En décembre 2012 , après quatre mois de captivité en Syrie, Gabriel reporter de guerre, trentenaire fougueux, est de retour en France.
Après les examens d’usage, il retrouve ses parents et sa fiancée. Mais Gabriel n’est plus le même homme désormais. Les mois de captivité l’ont profondément marqué.
Il éprouve subitement le besoin de se rendre à Goa où sa mère, qui l’avait abandonné enfant, vit depuis des décennies.
Sur place, il s’installe dans la maison de son enfance et c’est là qu’il fait la connaissance de la jeune Maya dont la personnalité le trouble.
Une des qualités du film de Mia Hansen-Love est sans doute d’avoir évité un certain nombre de clichés quand il s’agit du personnage de Gabriel qui n’a rien dans son apparence du baroudeur dont on a l’image en tête et dont il émane ici une impression de fragilité physique.
Chez Mia Hansen-Love le retour de l’otage après des mois de captivité n’a d’égal que le naturel discret de Gabriel et l’événement échappe de cette façon au remue-ménage médiatique habituel,
Elle évite les scènes attendues pour mettre Gabriel rendu à une vie normale, face à des détails qu’engendre la situation, plutôt que de céder à un spectaculaire qui pouvait être tentant et au plan narratif, plus attractif.
Mia Hansen-Love poursuit sur une ligne sobre et dépouillée et son récit, qu’il s’agisse du retour de Gabriel comme de la rencontre jusqu’à son prolongement amoureux avec la jeune Maya.
Elle refuse de donner à son récit les aspérités, les points saillants qui auraient, en se succédant, relayé une trame tissée d’anecdotes.
Elle dépouille à ce point son histoire du moindre superflu qu’il n’en subsiste plus que la substance essentielle au risque d’adopter une ligne narrative un peu sèche. Au risque de tourner un choix rigoureux louable au désavantage de son propos.

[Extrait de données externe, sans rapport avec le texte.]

#![forbid(unsafe_code)]

// Room module - room registry, peer directory and the per-room HLS tap
pub mod session;

pub use session::{ParticipantSession, SessionError, SessionEvent, SessionState};

use crate::bridge::MediaBridge;
use crate::media::config::TapCapabilities;
use crate::media::engine::{MediaEngine, RoutingContext};
use crate::media::types::{MediaError, MediaKind, MediaResult, PublishedProducer, TapDescriptor, TapEndpoint};
use crate::metrics::ServerMetrics;
use crate::ports::PortAllocator;
use crate::transcode::{SessionDescriptor, StreamTarget, TranscodeConfig, TranscodeError, TranscodeJob};
use serde::Serialize;
use std::collections::HashMap;
use std::net::IpAddr;
use std::sync::atomic::{AtomicBool, Ordering};
use std::sync::Arc;
use std::sync::RwLock as StdRwLock;
use thiserror::Error;
use tokio::sync::mpsc;
use tokio::sync::{Mutex as TokioMutex, RwLock as TokioRwLock};
use tracing::{debug, error, info, warn};
use uuid::Uuid;

/// How the rest of the room reaches one participant
#[derive(Clone)]
pub struct PeerHandle {
    pub id: String,
    /// Session inbox; consumed by the participant's own connection task
    pub inbox: mpsc::UnboundedSender<SessionEvent>,
    /// Pre-serialized frames for the participant's client
    pub outbound: mpsc::Sender<Arc<String>>,
}

/// A peer and the producers it had published when the snapshot was taken
#[derive(Clone)]
pub struct PeerView {
    pub handle: PeerHandle,
    pub producers: Vec<PublishedProducer>,
}

/// Point-in-time copy of a room's peer directory
#[derive(Clone, Default)]
pub struct PeerSnapshot {
    pub peers: Vec<PeerView>,
}

impl PeerSnapshot {
    pub fn len(&self) -> usize {
        self.peers.len()
    }

    pub fn is_empty(&self) -> bool {
        self.peers.is_empty()
    }
}

/// Live peers and their published producers
struct Room {
    id: String,
    peers: HashMap<String, PeerHandle>,
    /// Publication order is kept so the tap picks producers deterministically
    producers: Vec<PublishedProducer>,
}

impl Room {
    fn new(id: String) -> Self {
        Self {
            id,
            peers: HashMap::new(),
            producers: Vec::new(),
        }
    }

    fn snapshot(&self, except: Option<&str>) -> PeerSnapshot {
        let peers = self
            .peers
            .values()
            .filter(|peer| Some(peer.id.as_str()) != except)
            .map(|peer| PeerView {
                handle: peer.clone(),
                producers: self
                    .producers
                    .iter()
                    .filter(|p| p.participant_id == peer.id)
                    .cloned()
                    .collect(),
            })
            .collect();
        PeerSnapshot { peers }
    }
}

/// One tapped kind: its plain transport, the leased transcoder ports and,
/// once a producer of that kind exists, the tap consumer
struct TappedStream {
    endpoint: TapEndpoint,
    rtp_port: u16,
    /// `None` when RTCP is muxed onto the RTP port
    rtcp_port: Option<u16>,
    descriptor: Option<TapDescriptor>,
}

impl TappedStream {
    fn target(&self) -> Option<StreamTarget> {
        self.descriptor.as_ref().map(|descriptor| StreamTarget {
            port: self.rtp_port,
            rtcp_port: self.rtcp_port,
            descriptor: descriptor.clone(),
        })
    }
}

/// Bridge + transcoder + port leases republishing a room as HLS
struct RoomTap {
    owner: String,
    bridge: MediaBridge,
    job: TranscodeJob,
    audio: TappedStream,
    video: TappedStream,
    /// WebSocket viewers currently watching
    viewers: usize,
    /// Opened over HTTP; such a tap has no viewer to outlive and stays up
    /// until the room closes
    pinned: bool,
}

Mais personne comme elle ne traite les déambulations d’un personnage pressé d’être rendu à lui-même à travers la ville. Personne comme elle pour faire se superposer questionnement intime et déambulation libératrice.
« Maya » est il un récit vibrant ou un récit volontairement linéaire et privé de tout élément ou ressort narratif attractif.
« Maya » marque-t-il une baisse de régime dans la filmographie de Mia Hansen-Love ou au contraire, est-ce une œuvre dépouillée qui atteste d’un tournant de maturité ?
« Maya » est l’histoire d’un retour à la vie, des questionnements qui viennent après une douloureuse épreuve et c’est l’histoire d’une rencontre amoureuse entre un quadragénaire rompu aux difficultés de l’existence et une post-adolescente à la personnalité trempée.
Les deux personnages sont des résistants, l’un et l’autre prudents face à la tentation de l’amour qui s’offre à eux.
Gabriel a choisi une voie professionnelle précise et un engagement amoureux serait trahir cet engagement et se trahir lui-même et Maya, capable de faire preuve d’une grande maturité sait inconsciemment que ce premier amour voué à l’échec lui aura sans soute apporté des émotions que le temps laissera intactes.
Le film a la douceur et la rugosité d’un amour sincère et sacrifié.